WORK TO BE COMPLETED: Include in the output the line containing "pub mod encoder;" and each subsequent line of the records, through the end, transcribed exactly. Add nothing else.

Records from a collection

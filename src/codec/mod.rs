//! Plan executors: JSON encoding, eager decoding, boundary splitting and
//! lazy decode views.

pub mod decoder;
pub mod encoder;
pub mod lazy;
pub mod splitter;

pub use decoder::{decode, PartialResult};
pub use encoder::encode;
pub use lazy::{decode_lazy, LazyDict, LazyList, LazyObject, LazyValue};
pub use splitter::{split_dict, split_list, Boundary};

OUTPUT:
pub mod encoder;
pub mod lazy;
pub mod splitter;

pub use decoder::{decode, PartialResult};
pub use encoder::encode;
pub use lazy::{decode_lazy, LazyDict, LazyList, LazyObject, LazyValue};
pub use splitter::{split_dict, split_list, Boundary};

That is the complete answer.